Go through the data below and return each line where the string "until" appears.

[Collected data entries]
§ §
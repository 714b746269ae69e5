// src/syscalls.rs
//
// Thin wrappers over the raw libc calls the reactor needs. Everything here
// is non-blocking; EAGAIN/EWOULDBLOCK is surfaced as a normal value, never
// as an error.

use crate::error::EmberResult;
use libc::{c_int, c_void, socklen_t};
use std::io;
use std::mem;
use std::net::{IpAddr, Ipv4Addr, Ipv6Addr, SocketAddr};
use std::ptr;

/// Ignore SIGPIPE process-wide so a write to a half-closed peer reports
/// EPIPE instead of killing the process.
pub fn ignore_sigpipe() {
    unsafe {
        libc::signal(libc::SIGPIPE, libc::SIG_IGN);
    }
}

/// Create a bound, listening, non-blocking TCP socket with SO_REUSEADDR.
pub fn create_listen_socket(host: &str, port: u16, backlog: i32) -> EmberResult<c_int> {
    let addr_str = format!("{}:{}", host, port);
    let addr: SocketAddr = addr_str
        .parse()
        .map_err(|e| io::Error::new(io::ErrorKind::InvalidInput, e))?;

    let domain = if addr.is_ipv6() {
        libc::AF_INET6
    } else {
        libc::AF_INET
    };

    unsafe {
        let fd = libc::socket(domain, libc::SOCK_STREAM | libc::SOCK_NONBLOCK, 0);
        if fd < 0 {
            return Err(io::Error::last_os_error().into());
        }

        // Address reuse must be set before bind.
        let one: c_int = 1;
        if libc::setsockopt(
            fd,
            libc::SOL_SOCKET,
            libc::SO_REUSEADDR,
            &one as *const _ as *const c_void,
            mem::size_of_val(&one) as socklen_t,
        ) < 0
        {
            let err = io::Error::last_os_error();
            libc::close(fd);
            return Err(err.into());
        }

        if let Err(e) = bind_addr(fd, &addr) {
            libc::close(fd);
            return Err(e);
        }

        if libc::listen(fd, backlog) < 0 {
            let err = io::Error::last_os_error();
            libc::close(fd);
            return Err(err.into());
        }

        Ok(fd)
    }
}

fn bind_addr(fd: c_int, addr: &SocketAddr) -> EmberResult<()> {
    unsafe {
        match addr {
            SocketAddr::V4(a) => {
                let sin = libc::sockaddr_in {
                    sin_family: libc::AF_INET as libc::sa_family_t,
                    sin_port: a.port().to_be(),
                    sin_addr: libc::in_addr {
                        s_addr: u32::from_ne_bytes(a.ip().octets()),
                    },
                    sin_zero: [0; 8],
                };
                if libc::bind(
                    fd,
                    &sin as *const _ as *const libc::sockaddr,
                    mem::size_of_val(&sin) as socklen_t,
                ) < 0
                {
                    return Err(io::Error::last_os_error().into());
                }
            }
            SocketAddr::V6(a) => {
                let sin6 = libc::sockaddr_in6 {
                    sin6_family: libc::AF_INET6 as libc::sa_family_t,
                    sin6_port: a.port().to_be(),
                    sin6_flowinfo: a.flowinfo(),
                    sin6_addr: libc::in6_addr {
                        s6_addr: a.ip().octets(),
                    },
                    sin6_scope_id: a.scope_id(),
                };
                if libc::bind(
                    fd,
                    &sin6 as *const _ as *const libc::sockaddr,
                    mem::size_of_val(&sin6) as socklen_t,
                ) < 0
                {
                    return Err(io::Error::last_os_error().into());
                }
            }
        }
        Ok(())
    }
}

/// The port a socket is actually bound to. Needed when binding port 0.
pub fn local_port(fd: c_int) -> EmberResult<u16> {
    unsafe {
        let mut storage: libc::sockaddr_storage = mem::zeroed();
        let mut len = mem::size_of::<libc::sockaddr_storage>() as socklen_t;
        if libc::getsockname(fd, &mut storage as *mut _ as *mut libc::sockaddr, &mut len) < 0 {
            return Err(io::Error::last_os_error().into());
        }
        match storage.ss_family as c_int {
            libc::AF_INET => {
                let sin = &storage as *const _ as *const libc::sockaddr_in;
                Ok(u16::from_be((*sin).sin_port))
            }
            libc::AF_INET6 => {
                let sin6 = &storage as *const _ as *const libc::sockaddr_in6;
                Ok(u16::from_be((*sin6).sin6_port))
            }
            _ => Err(io::Error::new(io::ErrorKind::InvalidData, "unknown address family").into()),
        }
    }
}

fn sockaddr_to_addr(storage: &libc::sockaddr_storage) -> Option<SocketAddr> {
    match storage.ss_family as c_int {
        libc::AF_INET => {
            let sin = unsafe { &*(storage as *const _ as *const libc::sockaddr_in) };
            let ip = Ipv4Addr::from(sin.sin_addr.s_addr.to_ne_bytes());
            Some(SocketAddr::new(IpAddr::V4(ip), u16::from_be(sin.sin_port)))
        }
        libc::AF_INET6 => {
            let sin6 = unsafe { &*(storage as *const _ as *const libc::sockaddr_in6) };
            let ip = Ipv6Addr::from(sin6.sin6_addr.s6_addr);
            Some(SocketAddr::new(IpAddr::V6(ip), u16::from_be(sin6.sin6_port)))
        }
        _ => None,
    }
}

/// Accept one pending connection. `Ok(None)` means the accept queue is
/// drained (EAGAIN); the caller loops until then.
pub fn accept_connection(listen_fd: c_int) -> EmberResult<Option<(c_int, Option<SocketAddr>)>> {
    unsafe {
        let mut storage: libc::sockaddr_storage = mem::zeroed();
        let mut len = mem::size_of::<libc::sockaddr_storage>() as socklen_t;
        let fd = libc::accept4(
            listen_fd,
            &mut storage as *mut _ as *mut libc::sockaddr,
            &mut len,
            libc::SOCK_NONBLOCK,
        );

        if fd < 0 {
            let err = io::Error::last_os_error();
            if err.kind() == io::ErrorKind::WouldBlock {
                Ok(None)
            } else {
                Err(err.into())
            }
        } else {
            Ok(Some((fd, sockaddr_to_addr(&storage))))
        }
    }
}

pub fn close_fd(fd: c_int) {
    unsafe {
        libc::close(fd);
    }
}

// ---- Epoll ----

pub use libc::epoll_event;

pub const EPOLLIN: i32 = libc::EPOLLIN;
pub const EPOLLOUT: i32 = libc::EPOLLOUT;
pub const EPOLLET: i32 = libc::EPOLLET;
pub const EPOLLONESHOT: i32 = libc::EPOLLONESHOT;
pub const EPOLLRDHUP: i32 = libc::EPOLLRDHUP;
pub const EPOLLERR: i32 = libc::EPOLLERR;
pub const EPOLLHUP: i32 = libc::EPOLLHUP;

/// Owned epoll instance. `epoll_ctl` is thread-safe, so workers re-arm
/// connections through a shared reference while the loop thread waits.
pub struct Epoll {
    fd: c_int,
}

impl Epoll {
    pub fn new() -> EmberResult<Self> {
        unsafe {
            let fd = libc::epoll_create1(0);
            if fd < 0 {
                return Err(io::Error::last_os_error().into());
            }
            Ok(Self { fd })
        }
    }

    /// Register `fd` with the exact interest bits given. The caller picks
    /// level- vs edge-triggered and one-shot.
    pub fn add(&self, fd: c_int, token: u64, interests: i32) -> EmberResult<()> {
        let mut event = epoll_event {
            events: interests as u32,
            u64: token,
        };
        unsafe {
            if libc::epoll_ctl(self.fd, libc::EPOLL_CTL_ADD, fd, &mut event) < 0 {
                return Err(io::Error::last_os_error().into());
            }
        }
        Ok(())
    }

    /// Re-arm a one-shot registration. After a one-shot event fires the
    /// descriptor is silent until this is called.
    pub fn rearm(&self, fd: c_int, token: u64, interests: i32) -> EmberResult<()> {
        let mut event = epoll_event {
            events: interests as u32,
            u64: token,
        };
        unsafe {
            if libc::epoll_ctl(self.fd, libc::EPOLL_CTL_MOD, fd, &mut event) < 0 {
                return Err(io::Error::last_os_error().into());
            }
        }
        Ok(())
    }

    pub fn delete(&self, fd: c_int) -> EmberResult<()> {
        unsafe {
            if libc::epoll_ctl(self.fd, libc::EPOLL_CTL_DEL, fd, ptr::null_mut()) < 0 {
                let err = io::Error::last_os_error();
                if err.raw_os_error() != Some(libc::ENOENT) {
                    return Err(err.into());
                }
            }
        }
        Ok(())
    }

    /// Wait for events. EINTR is reported as zero events, not an error; any
    /// other failure is fatal to the caller's loop.
    pub fn wait(&self, events: &mut [epoll_event], timeout_ms: i32) -> EmberResult<usize> {
        unsafe {
            let res = libc::epoll_wait(
                self.fd,
                events.as_mut_ptr(),
                events.len() as c_int,
                timeout_ms,
            );
            if res < 0 {
                let err = io::Error::last_os_error();
                if err.raw_os_error() == Some(libc::EINTR) {
                    return Ok(0);
                }
                return Err(err.into());
            }
            Ok(res as usize)
        }
    }
}

impl Drop for Epoll {
    fn drop(&mut self) {
        unsafe {
            libc::close(self.fd);
        }
    }
}

// ---- Non-blocking I/O ----

/// Outcome of one non-blocking read.
pub enum ReadOutcome {
    /// Bytes landed in the buffer.
    Data(usize),
    /// Orderly close by the peer.
    Eof,
    /// Nothing available right now.
    WouldBlock,
}

pub fn read_nonblocking(fd: c_int, buf: &mut [u8]) -> EmberResult<ReadOutcome> {
    unsafe {
        let res = libc::read(fd, buf.as_mut_ptr() as *mut c_void, buf.len());
        if res < 0 {
            let err = io::Error::last_os_error();
            if err.kind() == io::ErrorKind::WouldBlock {
                Ok(ReadOutcome::WouldBlock)
            } else {
                Err(err.into())
            }
        } else if res == 0 {
            Ok(ReadOutcome::Eof)
        } else {
            Ok(ReadOutcome::Data(res as usize))
        }
    }
}

/// Vectored write of up to 8 segments in one syscall. Returns the number of
/// bytes accepted by the kernel; 0 means would-block.
pub fn writev_nonblocking(fd: c_int, bufs: &[&[u8]]) -> EmberResult<usize> {
    if bufs.is_empty() {
        return Ok(0);
    }

    let mut iovecs: [libc::iovec; 8] = unsafe { mem::zeroed() };
    let iov_count = bufs.len().min(8);
    for (i, buf) in bufs.iter().take(iov_count).enumerate() {
        iovecs[i] = libc::iovec {
            iov_base: buf.as_ptr() as *mut c_void,
            iov_len: buf.len(),
        };
    }

    unsafe {
        let res = libc::writev(fd, iovecs.as_ptr(), iov_count as c_int);
        if res < 0 {
            let err = io::Error::last_os_error();
            if err.kind() == io::ErrorKind::WouldBlock {
                Ok(0)
            } else {
                Err(err.into())
            }
        } else {
            Ok(res as usize)
        }
    }
}

// ---- Wake pipe ----
//
// A non-blocking Unix pipe registered with the event loop. Workers send
// slot indices over it to request teardown, and the shutdown handler sends
// a wake token so an idle `epoll_wait` returns promptly.

/// Token meaning "wake up and check the shutdown flag".
pub const WAKE_TOKEN: u32 = u32::MAX;

/// Create the pipe. Returns (read_fd, write_fd); the read end is
/// non-blocking.
pub fn create_pipe() -> EmberResult<(c_int, c_int)> {
    let mut fds = [0 as c_int; 2];
    unsafe {
        if libc::pipe(fds.as_mut_ptr()) < 0 {
            return Err(io::Error::last_os_error().into());
        }
        let flags = libc::fcntl(fds[0], libc::F_GETFL, 0);
        if flags < 0 || libc::fcntl(fds[0], libc::F_SETFL, flags | libc::O_NONBLOCK) < 0 {
            let err = io::Error::last_os_error();
            libc::close(fds[0]);
            libc::close(fds[1]);
            return Err(err.into());
        }
    }
    Ok((fds[0], fds[1]))
}

pub fn send_token(pipe_write_fd: c_int, token: u32) -> EmberResult<()> {
    let bytes = token.to_ne_bytes();
    unsafe {
        let n = libc::write(pipe_write_fd, bytes.as_ptr() as *const c_void, 4);
        if n < 0 {
            Err(io::Error::last_os_error().into())
        } else {
            Ok(())
        }
    }
}

pub fn recv_token(pipe_read_fd: c_int) -> EmberResult<Option<u32>> {
    let mut buf = [0u8; 4];
    unsafe {
        let n = libc::read(pipe_read_fd, buf.as_mut_ptr() as *mut c_void, 4);
        if n < 0 {
            let err = io::Error::last_os_error();
            if err.kind() == io::ErrorKind::WouldBlock {
                Ok(None)
            } else {
                Err(err.into())
            }
        } else if n == 4 {
            Ok(Some(u32::from_ne_bytes(buf)))
        } else {
            Ok(None)
        }
    }
}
§ §
Written response >>
/// drained (EAGAIN); the caller loops until then.
    /// descriptor is silent until this is called.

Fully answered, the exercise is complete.